Jak podkreśla Charu Chanana, główna strateg inwestycyjna w Saxo, sygnalizuje to przejście USA od innowacji w AI do jej przemysłowych zastosowań na dużą skalę.
Priorytety? Wsparcie dla biznesu
Rozporządzenia zakładają m.in. wsparcie amerykańskich firm w sprzedaży pełnych pakietów AI na rynki globalne, zwłaszcza w konkurencji z Chinami. Pakiety mają obejmować chipy, chmurę, cyberbezpieczeństwo i oprogramowanie.
Priorytetem jest także przyspieszenie budowy centrów danych i systemów energetycznych, choćby kosztem złagodzenia niektórych przepisów środowiskowych. Neutralność ideologiczna w narzędziach AI, wykorzystywanych w administracji publicznej, ma być odpowiedzią na oczekiwania politycznej bazy Trumpa.
Strategia Trumpa przywraca klasyczny amerykański model stymulowania wzrostu, czyli ograniczenie biurokracji, wspieranie prywatnych firm i szybkie skalowanie projektów przy wsparciu państwa. Dla inwestorów oznacza to zmianę perspektywy. Uwaga przesuwa się z samych modeli AI na fundamenty technologiczne – chipy, moc obliczeniową, energię, infrastrukturę chmurową i cyberbezpieczeństwo.
Na liście potencjalnych beneficjentów strategii Trumpa analitycy Saxo wymieniają zarówno liderów produkcji chipów, jak NVIDIA czy AMD, jak i dostawców infrastruktury chmurowej w rodzaju Amazon Web Services, Microsoft Azure i Google Cloud.

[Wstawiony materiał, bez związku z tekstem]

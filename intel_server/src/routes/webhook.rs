//! GitHub webhook handler — push events feed the analysis pipeline.

use std::sync::Arc;

use axum::body::Bytes;
use axum::http::{HeaderMap, StatusCode};
use chrono::Utc;
use hmac::{Hmac, Mac};
use sha2::Sha256;

use intel_engine::engine::IntelligenceEngine;

use crate::config::ServerConfig;

type HmacSha256 = Hmac<Sha256>;

/// Validate a GitHub webhook signature (X-Hub-Signature-256).
pub fn validate_signature(secret: &str, payload: &[u8], signature: &str) -> bool {
    if secret.is_empty() {
        tracing::warn!("Webhook secret not configured, skipping validation");
        return true;
    }

    let sig = signature.strip_prefix("sha256=").unwrap_or(signature);
    let sig_bytes = match hex::decode(sig) {
        Ok(b) => b,
        Err(_) => return false,
    };

    let mut mac = match HmacSha256::new_from_slice(secret.as_bytes()) {
        Ok(m) => m,
        Err(_) => return false,
    };
    mac.update(payload);

    mac.verify_slice(&sig_bytes).is_ok()
}

/// Handle an incoming GitHub webhook payload.
pub async fn handle_webhook(
    config: &ServerConfig,
    engine: &Arc<IntelligenceEngine>,
    headers: &HeaderMap,
    body: Bytes,
) -> Result<StatusCode, StatusCode> {
    let signature = headers
        .get("x-hub-signature-256")
        .and_then(|v| v.to_str().ok())
        .unwrap_or("");

    if !validate_signature(&config.webhook_secret, &body, signature) {
        tracing::warn!("Webhook signature validation failed");
        return Err(StatusCode::UNAUTHORIZED);
    }

    let event_type = headers
        .get("x-github-event")
        .and_then(|v| v.to_str().ok())
        .unwrap_or("unknown");

    let payload: serde_json::Value =
        serde_json::from_slice(&body).map_err(|_| StatusCode::BAD_REQUEST)?;

    match event_type {
        "push" => handle_push(config, engine, &payload).await,
        "ping" => {
            tracing::info!("Received GitHub ping webhook");
            Ok(StatusCode::OK)
        }
        _ => {
            tracing::debug!("Ignoring webhook event: {}", event_type);
            Ok(StatusCode::OK)
        }
    }
}

async fn handle_push(
    config: &ServerConfig,
    engine: &Arc<IntelligenceEngine>,
    payload: &serde_json::Value,
) -> Result<StatusCode, StatusCode> {
    let repo_full_name = payload["repository"]["full_name"]
        .as_str()
        .unwrap_or_default();
    let commit_sha = payload["after"].as_str().unwrap_or_default();

    if commit_sha.is_empty() {
        return Ok(StatusCode::OK);
    }
    if !config.github_repo.is_empty() && repo_full_name != config.github_repo {
        tracing::debug!("Ignoring push for unwatched repo: {}", repo_full_name);
        return Ok(StatusCode::OK);
    }

    // Throttle: a sha analyzed within the window is not re-analyzed.
    if let Ok(Some(existing)) = engine.store().get_commit(commit_sha).await {
        let age = Utc::now() - existing.analyzed_at;
        if age.num_seconds() < config.throttle_window_secs as i64 {
            tracing::info!(
                sha = &commit_sha[..8.min(commit_sha.len())],
                "Duplicate analysis throttled"
            );
            return Ok(StatusCode::OK);
        }
    }

    let engine = engine.clone();
    let repository = repo_full_name.to_string();
    let sha = commit_sha.to_string();
    let deployment_id = format!("push-{}", &sha[..8.min(sha.len())]);
    tokio::spawn(async move {
        if let Err(e) = engine
            .analyze_deployment(&sha, &repository, Some(&deployment_id))
            .await
        {
            tracing::error!(sha = %sha, "Webhook-triggered analysis failed: {e}");
        }
    });

    Ok(StatusCode::ACCEPTED)
}

#[cfg(test)]
mod tests {
    use super::*;

    fn sign(secret: &str, payload: &[u8]) -> String {
        let mut mac = HmacSha256::new_from_slice(secret.as_bytes()).unwrap();
        mac.update(payload);
        format!("sha256={}", hex::encode(mac.finalize().into_bytes()))
    }

    #[test]
    fn valid_signature_passes() {
        let payload = br#"{"after":"abc"}"#;
        let signature = sign("s3cret", payload);
        assert!(validate_signature("s3cret", payload, &signature));
    }

    #[test]
    fn wrong_secret_fails() {
        let payload = br#"{"after":"abc"}"#;
        let signature = sign("s3cret", payload);
        assert!(!validate_signature("other", payload, &signature));
        assert!(!validate_signature("s3cret", payload, "sha256=zz"));
    }

    #[test]
    fn missing_secret_skips_validation() {
        assert!(validate_signature("", b"anything", ""));
    }
}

W obszarze systemu i analityki danych warto obserwować Palantir Technologies, a w segmencie cyberbezpieczeństwa – CrowdStrike czy Palo Alto Networks.
W sektorze energetycznym rosnącym zainteresowaniem cieszą się dostawcy rozwiązań dla energetyki jądrowej i OZE. Te segmenty są szczególnie ważne, bo centra danych mają coraz większe zapotrzebowanie na energię. OZE oraz energetyka atomowa, w szczególności małe reaktory modułowe (SMR) mogą zapewnić stabilne dostawy prądu.
Długofalowy plan Trumpa na AI ma przynieść zyski
Produkcja chipów jest kluczowym elementem łańcucha wartości AI. Wzrost znaczenia mają także sieci o dużej przepustowości, które umożliwiają szybki transfer danych do trenowania i wdrażania modeli. Infrastruktura chmurowa, kręgosłup dystrybucji AI, może zyskać na partnerstwach publiczno-prywatnych. Natomiast nacisk na bezpieczeństwo i zgodność regulacyjną otwiera nowe możliwości dla firm z sektora systemu i cyberochrony.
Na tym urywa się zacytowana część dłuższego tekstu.